Exercise directions: Find how many lines in the listing below include the word "HiddenMessage". Give that number only.

Records to process:
use super::*;

#[test]
fn every_section_has_fields() {
    for section in WrappedSection::ALL {
        assert!(!WrappedField::of(section).is_empty(), "{}", section.key());
    }
    assert_eq!(WrappedField::of(WrappedSection::Stats).len(), 4);
}

#[test]
fn set_writes_only_its_own_field() {
    let mut data = WrappedData::default();
    WrappedField::HiddenMessage.set(&mut data, "Surprise!".to_owned());
    assert_eq!(WrappedField::HiddenMessage.get(&data), "Surprise!");
    assert_eq!(WrappedField::WelcomeMessage.get(&data), "Message here");
    assert_eq!(data.hidden.title, "Title here");
}

#[test]
fn long_text_fields_are_multiline() {
    assert!(WrappedField::WelcomeMessage.multiline());
    assert!(WrappedField::StatsDescription.multiline());
    assert!(!WrappedField::StatsLabel.multiline());
    assert_eq!(WrappedField::StatsLabel.label(), "Label");
}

Result of the task: 2